D’abord, et on voit apparaître là une autre subversion de la notion de salut, qui nous concerne peut-être plus que les auditeurs de Jésus, car nous avons souvent une image du salut comme concernant essentiellement la vie après la mort, alors que du temps de Jésus on le pensait aussi pour la vie présente. Or Jésus ici affirme que le royaume des cieux est là, déjà là, pour ceux qui sont comme ces tout-petits. Comme dit un ami à moi, la question n’est pas tellement de savoir s’il y a une vie après la mort, mais de savoir si nous sommes vivants avant la mort !

Qu’est-ce à dire ? Pour le comprendre, il faut entrer plus en détail dans la parabole du pharisien et du collecteur d’impôts. D’abord en rappelant bien que c’est une parabole, donc que c’est une histoire pour nous amener à réfléchir, pas une morale toute faite à appliquer. L’objectif de Jésus n’est pas de nous amener à condamner le pharisien de l’histoire, car dès lors qu’on condamne le pharisien on tombe dans le même travers que lui, mais de nous faire réfléchir. Quel est au juste le problème de ce personnage ?

On a parfois fait de cette petite parabole une morale bien pensante qui prône l’humilité contre l’orgueil. Dire que le pharisien est orgueilleux et qu’il a tort ne nous avance pourtant pas beaucoup. Il faut aller plus loin : le problème réside dans les conséquences de cet orgueil et d’abord dans les conséquences sur lui. Car son attitude le coupe d’abord des autres, ensuite de Dieu. En effet, dans la prière du pharisien, on voit bien que les autres ne sont pas tout à fait des personnes, mais bien plutôt des faire-valoir, des objets auxquels se comparer. Pas de véritable relation possible dans ces conditions. Si c’est l’action qui me justifie, qui me donne une place à mes yeux, aux yeux des autres et aux yeux de Dieu, ce que je fais devient la mesure de tout, je suis enfermé en moi-même.

Et c’est bien ce qui arrive au pharisien : il prie deux fois par semaine, ce qui est plus qu’exigé : la prière une fois par semaine suffisait. Donc il fait plus que le nécessaire, et en oublie de vivre avec les autres.

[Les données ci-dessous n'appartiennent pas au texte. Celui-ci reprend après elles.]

// ============================================================================
// Interactive wizard
// ============================================================================

/// Lines describing every field of the session, styled by display precedence
fn overview_lines(session: &EditSession) -> Vec<String> {
    let mut lines = Vec::new();
    for field in FieldId::ALL {
        let shown = session.display(field);
        let marker = if session.field_list().contains(field) {
            ""
        } else {
            " (fixed)"
        };
        lines.push(format!("{}{}:", field.title(), marker));
        match field {
            FieldId::SuggestedPrompts if shown.style != DisplayStyle::Placeholder => {
                for (index, entry) in prompts::decode(shown.text).iter().enumerate() {
                    let suffix = if shown.style == DisplayStyle::Provisional {
                        " (unsaved)"
                    } else {
                        ""
                    };
                    lines.push(format!("  {}. {}{}", index + 1, entry, suffix));
                }
            }
            FieldId::Files if shown.style != DisplayStyle::Placeholder => {
                lines.extend(session.file_rows().iter().map(file_row));
            }
            _ => {
                for text_line in styled(&shown).lines() {
                    lines.push(format!("  {}", text_line));
                }
            }
        }
    }
    lines
}

const HOST_HELP: &str = "Commands: edit [field] | save | reset | quit";

/// What woke the host loop
enum Wake {
    Line(Option<String>),
    Hint,
}

async fn interactive(
    session: &mut EditSession,
    client: &Client,
    config: &CliConfig,
    dry_run: bool,
) -> Result<()> {
    let mut editor = TerminalEditor::new(BufReader::new(tokio::io::stdin()), tokio::io::stdout());
    host_loop(session, client, config, dry_run, &mut editor).await
}

async fn host_loop<R, W, S>(
    session: &mut EditSession,
    store: &S,
    config: &CliConfig,
    dry_run: bool,
    editor: &mut TerminalEditor<R, W>,
) -> Result<()>
where
    R: AsyncBufRead + Unpin + Send,
    W: AsyncWrite + Unpin + Send,
    S: AgentStore + ?Sized,
{
    if session.is_new_entity() {
        session.schedule_open(FieldId::Name, NAME_HINT_DELAY)?;
    }

    loop {
        editor.say("").await?;
        for line in overview_lines(session) {
            editor.say(&line).await?;
        }
        editor.say(HOST_HELP).await?;
        editor.write_prompt("> ").await?;

        let wake = match session.hint_deadline() {
            Some(deadline) => {
                let sleep = tokio::time::sleep_until(tokio::time::Instant::from_std(deadline));
                tokio::select! {
                    line = editor.read_line() => Wake::Line(line?),
                    _ = sleep => Wake::Hint,
                }
            }
            None => Wake::Line(editor.read_line().await?),
        };

        let line = match wake {
            Wake::Hint => {
                if session.fire_due_hint(Instant::now()).is_some() {
                    editor.say("").await?;
                    run_wizard(session, editor).await?;
                }
                continue;
            }
            Wake::Line(None) => "quit".to_string(),
            Wake::Line(Some(line)) => line,
        };

        let line = line.trim();
        let (verb, arg) = line.split_once(' ').unwrap_or((line, ""));
        match verb {
            "" | "edit" => {
                let field = if arg.trim().is_empty() {
                    session.field_list().first()
                } else {
                    match arg.trim().parse::<FieldId>() {
                        Ok(field) => Some(field),
                        Err(err) => {
                            editor.say(&err.to_string()).await?;
                            continue;
                        }
                    }
                };
                let Some(field) = field else { continue };
                if let Err(err) = session.open(field) {
                    editor.say(&err.to_string()).await?;
                    continue;
                }
                run_wizard(session, editor).await?;
            }
            "save" => {
                if dry_run {
                    print_payload(session.agent_name(), &session.build_save_payload(), config.output)?;
                    continue;
                }
                if !session.is_dirty() {
                    editor.say("Nothing to save").await?;
                    continue;
                }
                match session.save(store).await {
                    Ok(record) => {
                        let message = format!("Saved agent: {}", record.name);
                        let processing = record.is_processing();
                        editor.say(&message).await?;
                        if processing {
                            editor
                                .say("Files are being processed; the agent is read-only until embeddings finish.")
                                .await?;
                            return Ok(());
                        }
                    }
                    // pending values are kept so the user can retry
                    Err(err) => editor.say(&format!("Save failed: {}", err)).await?,
                }
            }
            "reset" => {
                session.reset()?;
                editor.say("Discarded unsaved changes").await?;
            }
            "quit" | "exit" | "q" => {
                if session.is_dirty() {
                    editor.say("Discarding unsaved changes").await?;
                }
                return Ok(());
            }
            _ => {
                // a bare field name opens that field
                match line.parse::<FieldId>() {
                    Ok(field) if session.open(field).is_ok() => run_wizard(session, editor).await?,
                    _ => editor.say(HOST_HELP).await?,
                }
            }
        }
    }
}

// ============================================================================
// Read-only commands
// ============================================================================

fn format_time(record_time: Option<chrono::DateTime<chrono::Utc>>) -> String {
    record_time
        .map(|t| t.format("%Y-%m-%d %H:%M").to_string())
        .unwrap_or_else(|| "-".to_string())
}

fn embeddings_label(record: &AgentRecord) -> &'static str {
    if record.is_processing() {
        "processing"
    } else {
        "ready"
    }
}

async fn list(client: &Client, output: OutputFormat) -> Result<()> {
    let agents = client.list_agents().await.context("Failed to list agents")?;

    if output.is_text() {
        if agents.is_empty() {
            println!("No agents found");
            return Ok(());
        }

        print_table_header(&[("NAME", 24), ("FILES", 30), ("EMBEDDINGS", 10), ("UPDATED", 16)]);

        for agent in &agents {
            let files = if agent.files.is_empty() {
                "-".to_string()
            } else {
                agent.file_names().join(", ")
            };
            print_table_row(&[
                (&agent.name, 24),
                (&files, 30),
                (embeddings_label(agent), 10),
                (&format_time(agent.updated_at()), 16),
            ]);
        }
    } else {
        output.print_value(&agents)?;
    }

    Ok(())
}

async fn get(client: &Client, output: OutputFormat, name: &str) -> Result<()> {
    let agent = client.fetch_agent(name).await?;

    if output.is_text() {
        let session = EditSession::for_record(agent.clone());
        print_field("Name", &agent.name);
        print_field("Instructions", &styled(&session.display(FieldId::Instructions)));
        print_field("Welcome", &styled(&session.display(FieldId::WelcomeMessage)));
        println!("{}", display::prompts_markdown(&agent.suggested_prompts));
        if agent.files.is_empty() {
            print_field("Files", "-");
        } else {
            print_field("Files", &agent.file_names().join(", "));
        }
        print_field("Embeddings", embeddings_label(&agent));
        print_field("Created", &format_time(agent.created_at()));
        print_field("Updated", &format_time(agent.updated_at()));
    } else {
        output.print_value(&agent)?;
    }

    Ok(())
}

async fn delete(client: &Client, config: &CliConfig, name: &str) -> Result<()> {
    client.delete_agent(name).await?;

    if config.output.is_text() && !config.quiet {
        println!("Deleted agent: {}", name);
    } else if !config.output.is_text() {
        config
            .output
            .print_value(&serde_json::json!({ "name": name, "status": "deleted" }))?;
    }

    Ok(())
}
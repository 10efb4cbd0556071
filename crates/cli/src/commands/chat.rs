// Chat command - talk to an agent
//
// Design Decision: The transcript lives in a Conversation value; each request
// carries the history as it stood before the new input, then the input and
// the reply are appended.

use crate::api::{ChatMessage, ChatRequest};
use crate::auth::Gate;
use crate::client::Client;
use crate::config::CliConfig;
use crate::editor::TerminalEditor;
use agentdesk_core::{prompts, AgentStore, ChatAgent};
use anyhow::{Context, Result};
use clap::{Args, ValueEnum};
use tokio::io::{AsyncBufRead, AsyncWrite, BufReader};

/// Welcome shown when an agent has none configured
pub const DEFAULT_WELCOME: &str = "Hello! How can I help you today?";

#[derive(Debug, Clone, Copy, PartialEq, Eq, Default, ValueEnum)]
pub enum Temperature {
    Low,
    #[default]
    Medium,
    High,
}

impl Temperature {
    fn level(self) -> u8 {
        match self {
            Temperature::Low => 1,
            Temperature::Medium => 2,
            Temperature::High => 3,
        }
    }
}

#[derive(Debug, Clone, Copy, PartialEq, Eq, Default, ValueEnum)]
pub enum ResponseLength {
    Short,
    #[default]
    Medium,
    Long,
}

impl ResponseLength {
    fn level(self) -> u8 {
        match self {
            ResponseLength::Short => 1,
            ResponseLength::Medium => 2,
            ResponseLength::Long => 3,
        }
    }
}

#[derive(Args, Debug, Clone)]
pub struct ChatArgs {
    /// Agent to chat with
    pub agent: String,

    /// Message to send; starts an interactive chat when omitted
    pub message: Option<String>,

    /// How long the answers should be
    #[arg(long, value_enum, default_value_t = ResponseLength::Medium)]
    pub length: ResponseLength,

    /// How creative the answers should be
    #[arg(long, value_enum, default_value_t = Temperature::Medium)]
    pub temperature: Temperature,
}

impl ChatArgs {
    pub fn gate(&self) -> Gate {
        Gate::Anyone
    }
}

/// A chat transcript with one agent
#[derive(Debug, Clone)]
pub struct Conversation {
    agent: ChatAgent,
    history: Vec<ChatMessage>,
    temperature: Temperature,
    length: ResponseLength,
}

impl Conversation {
    /// Start a transcript seeded with the agent's welcome message
    pub fn new(agent: ChatAgent, temperature: Temperature, length: ResponseLength) -> Self {
        let welcome = ChatMessage::new("system", welcome_for(&agent));
        Self {
            agent,
            history: vec![welcome],
            temperature,
            length,
        }
    }

    pub fn history(&self) -> &[ChatMessage] {
        &self.history
    }

    pub fn suggested_prompts(&self) -> Vec<String> {
        prompts::decode(&self.agent.suggested_prompts)
            .into_iter()
            .take(prompts::MAX_SUGGESTED_PROMPTS)
            .collect()
    }

    /// Send `input` and record both sides of the exchange
    pub async fn send(&mut self, client: &Client, input: &str) -> Result<&ChatMessage> {
        let request = ChatRequest {
            input,
            messages: &self.history,
            temperature: self.temperature.level(),
            response_length: self.length.level(),
        };
        let reply = client
            .send_chat(&self.agent.name, &request)
            .await
            .with_context(|| format!("Chat with {} failed", self.agent.name))?;
        tracing::debug!(agent = %self.agent.name, turns = self.history.len(), "Chat reply received");

        self.history.push(ChatMessage::new("user", input));
        self.history.push(ChatMessage::new(reply.role, reply.content));
        Ok(&self.history[self.history.len() - 1])
    }
}

fn welcome_for(agent: &ChatAgent) -> &str {
    let welcome = agent.welcome_message.trim();
    if welcome.is_empty() {
        DEFAULT_WELCOME
    } else {
        welcome
    }
}

pub async fn run(args: ChatArgs, client: &Client, config: &CliConfig) -> Result<()> {
    let agent = client
        .fetch_chat_agent(&args.agent)
        .await
        .with_context(|| format!("Unable to load agent {} for chat", args.agent))?;
    let mut conversation = Conversation::new(agent, args.temperature, args.length);

    match args.message {
        Some(message) => {
            let reply = conversation.send(client, &message).await?;
            if config.output.is_text() {
                println!("{}", reply.content);
            } else {
                config.output.print_value(reply)?;
            }
            Ok(())
        }
        None => {
            let mut editor =
                TerminalEditor::new(BufReader::new(tokio::io::stdin()), tokio::io::stdout());
            chat_loop(&mut conversation, client, &mut editor).await
        }
    }
}

async fn chat_loop<R, W>(
    conversation: &mut Conversation,
    client: &Client,
    editor: &mut TerminalEditor<R, W>,
) -> Result<()>
where
    R: AsyncBufRead + Unpin + Send,
    W: AsyncWrite + Unpin + Send,
{
    let welcome = conversation.history()[0].content.clone();
    editor.say(&format!("{}: {}", conversation.agent.name, welcome)).await?;
    let suggestions = conversation.suggested_prompts();
    for (index, prompt) in suggestions.iter().enumerate() {
        editor.say(&format!("  /{} {}", index + 1, prompt)).await?;
    }
    editor.say("Type /quit to leave.").await?;

    loop {
        let Some(line) = editor.prompt("you> ").await? else {
            return Ok(());
        };
        let line = line.trim();
        let input = match line {
            "" => continue,
            "/quit" | "/exit" => return Ok(()),
            shortcut if shortcut.starts_with('/') => {
                let picked = shortcut[1..]
                    .parse::<usize>()
                    .ok()
                    .and_then(|n| n.checked_sub(1))
                    .and_then(|i| suggestions.get(i));
                match picked {
                    Some(prompt) => {
                        editor.say(&format!("you> {}", prompt)).await?;
                        prompt.clone()
                    }
                    None => {
                        editor.say("Unknown command").await?;
                        continue;
                    }
                }
            }
            text => text.to_string(),
        };

        match conversation.send(client, &input).await {
            Ok(reply) => {
                let text = format!("{}: {}", conversation_name(reply), reply.content);
                editor.say(&text).await?;
            }
            Err(err) => editor.say(&format!("{:#}", err)).await?,
        }
    }
}

fn conversation_name(reply: &ChatMessage) -> &str {
    if reply.role == "assistant" {
        "agent"
    } else {
        &reply.role
    }
}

Cela se voit dans son discours : il n’y a que lui : « je, je, je » ! Pas de véritable place pour les autres !

Pas de véritable place pour Dieu non plus. En décidant seul d’aller au-delà de ce que les commandements exigent, ce pharisien prétend mieux savoir que Dieu ce qu’il faut faire pour être sauvé. Dit autrement, il se met à la place de Dieu. Cela est confirmé par le texte, qui nous dit qu’il prie « en lui-même », qu’on traduirait plus justement par « il priait devant lui-même », autrement dit, il se prie lui-même et non pas Dieu !

Coupé des autres humains, coupé de Dieu, le pharisien est seul avec lui-même, replié sur lui-même. Il n’a plus de place pour la vie qui est changement, évolution, relation, interdépendance.

Il est en fait l’image même du péché. Le péché, ce n’est pas en effet une attitude en particulier, comme le mensonge ou l’orgueil, c’est, pour le dire avec les mots de Martin Luther, le fait pour l’être humain d’être « incurvatus in se », recroquevillé sur lui-même.

Plus proche de nous, Francine Carillo l’exprime ainsi : Le péché, « ce n’est pas d’abord ce qu’on fait ou qu’on ne fait pas, c’est une mauvaise manière de s’enraciner dans la vie. C’est une racine meurtrière où le don coïncide avec son refus, en sorte qu’il devient angoisse et dépression, au lieu d’être acquiescement et joie. Ce que le terme péché recouvre donc, c’est un rapport malade à la vie qui fait qu’on vise à côté de la cible, ou qu’on se trompe tout à fait de cible. Les signes en sont aujourd’hui l’hyper-consommation, l’hyper-activité, l’angoisse et le stress. » (Francine Carillo, Guérir mais de quoi ?, Le Mont-sur-Lausanne, Editions Ouverture, 2011, p. 18).

Et c’est bien ce repliement sur soi, ce rapport malade à la vie, qui est le véritable problème du pharisien dans cette histoire. Il est complètement replié sur lui-même, il vit en autarcie avec lui-même : il se fait son idée du salut, il se fixe les exigences pour être sauvé, il juge sa réussite et se déclare lui-même sauvé. Aucune place pour un autre que lui là-dedans !

S’il n’est pas justifié à la fin de l’histoire, ce n’est pas que son cas soit irrémédiable, ce n’est pas qu’il soit condamné sans appel, l’exemple de Paul le montre : comme il le rappelle dans le passage de l’épître aux Philippiens que nous avons entendu, Paul était réellement comme ce pharisien imaginé par Jésus pour inviter ses auditeurs à réfléchir. Paul était irréprochable selon la loi, il avait tout bon selon les codes religieux en vigueur.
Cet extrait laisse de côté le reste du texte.